To create a new propulsion system, is it an advantage to start from scratch? In the beginning, we would have liked to have bought an existing system to save all the development costs. But there was no system, not even the Russian system, that would do what we wanted. so we had to develop our own. That really allowed us to do a paradigm shift and get the costs down. We’re not looking to do an evolutionary change. We’re looking to do a revolutionary change.
When did you become interested in space propulsion, and how did you pursue those interests over the years?
I was always interested in rockets, even as a kid. I flew my own rockets. I read science fiction and was really into astronomy. The kid across the street from me was a real brain. He had a telescope. I would go over to his house and look at the stars. I loved reading about the stars, black holes and anything that had to do with space. But my junior high school guidance teacher decided I should be an aircraft mechanic. Then in my first year in high school, my math teacher asked if I was going to be an engineer. I said no. He was astounded. He asked, “do you want to be the guy who fixes the plane or the guy who designs it?” If it hadn’t been for that math teacher, I probably would have been a mechanic or a logger.

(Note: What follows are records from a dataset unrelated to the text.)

//! Thin wrappers over the backend race platform APIs

pub mod analytics;
pub mod favorites;
pub mod http;
pub mod models;
pub mod races;

pub use analytics::AnalyticsApiService;
pub use favorites::FavoriteApiService;
pub use http::HttpClient;
pub use races::RaceApiService;
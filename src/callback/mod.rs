//! Callback-data codec and dispatch core
//!
//! The pipeline: an opaque ≤64-byte wire string arrives from the platform,
//! [`codec`] decodes it into a [`data::CallbackData`] variant, and
//! [`manager`] routes it to the first registered handler that accepts it.
//! [`registry`] owns the one-time, idempotent registration pass.

pub mod codec;
pub mod data;
pub mod handlers;
pub mod manager;
pub mod registry;

pub use data::CallbackData;
pub use manager::{CallbackHandler, CallbackManager};
pub use registry::CallbackRegistry;
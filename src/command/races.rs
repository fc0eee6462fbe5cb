//! Race discovery commands: /corridas and /favoritos

use std::sync::Arc;

use crate::callback::data::CallbackData;
use crate::core::error::BotResult;
use crate::core::types::{CommandInput, CommandOutput};
use crate::presentation::{messages, views};
use crate::services::analytics::{events, track_detached, Analytics, AnalyticsApiService, TelegramContext};
use crate::services::favorites::FavoriteApiService;
use crate::services::races::{RaceApiService, RaceQuery};

/// Lists races: shows the UF picker on first call, or a state's races when a
/// UF filter was already chosen through a callback
pub async fn list_races_command(
    races: &Arc<RaceApiService>,
    input: CommandInput,
) -> BotResult<CommandOutput> {
    let user_id = input.user_id().map(str::to_string);

    if let Some(CallbackData::UfFilter { uf }) = input.callback_data {
        log::info!("Fetching races for UF filter {} (user: {:?})", uf, user_id);

        let state_races = match races.get_available_races(&RaceQuery::by_uf(uf)).await {
            Ok(state_races) => state_races,
            Err(e) => {
                log::error!("Error in list_races_command: {}", e);
                return Ok(CommandOutput::html_edit(messages::errors::RACES_FETCH_ERROR));
            }
        };

        if state_races.is_empty() {
            return Ok(CommandOutput::html_edit(messages::races::no_races_found(uf.as_str())));
        }

        let text = format!(
            "{}\n\n{}",
            messages::races::races_in_state(uf.as_str(), state_races.len()),
            messages::format_race_list(&state_races)
        );
        return Ok(CommandOutput::html_edit(text));
    }

    log::info!("Showing UF filter options (user: {:?})", user_id);
    Ok(views::uf_filter_view())
}

/// Lists the user's favorite races
pub async fn list_favorite_races_command(
    favorites: &Arc<FavoriteApiService>,
    analytics: &Arc<AnalyticsApiService>,
    input: CommandInput,
) -> BotResult<CommandOutput> {
    let Some(telegram_id) = input.user_id().map(str::to_string) else {
        return Ok(CommandOutput::html(messages::errors::USER_ID_MISSING));
    };

    log::info!("Listing favorite races for user {}", telegram_id);

    let favorite_races = match favorites.get_user_favorite_races(&telegram_id).await {
        Ok(favorite_races) => favorite_races,
        Err(e) => {
            log::error!("Error in list_favorite_races_command: {}", e);
            return Ok(CommandOutput::html(messages::errors::FAVORITES_FETCH_ERROR));
        }
    };

    if let Some(ctx) = TelegramContext::from_input(&input) {
        track_detached(
            Analytics::new(Arc::clone(analytics), ctx),
            events::favorites_command(favorite_races.len()),
        );
    }

    // Command responses arrive as new messages, not edits
    let mut view = views::favorites_list_view(&favorite_races);
    view.edit_message = false;
    Ok(view)
}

Thanks to him, I got the right courses to go to college.
SpaceX was the brainchild of Elon Musk, the legendary entrepreneur who also founded PayPal and electric carmaker Tesla Motors. What’s it like to work for him? Elon says a company is the sum of all of its vectors. If you have a small company with all the vectors pointed in the right direction, he says it’s better than a large company with the vectors pointing in random directions. Here, everybody is moving in the right direction to build a very efficient machine that is super reliable.
SpaceX has a government contract to deliver unmanned supply vehicles to the space station. What other things do you have in the works?
Just over 50 percent of our work is commercial. We have, for example, a $492-million contract with Iridium Communications, a satellite communications company in McLean, va., to launch its next generation of telecommunications satellites into space. We also have a contract with NASA to develop a manned version of our dragon spacecraft. And we are working to get more launches for the department of defense.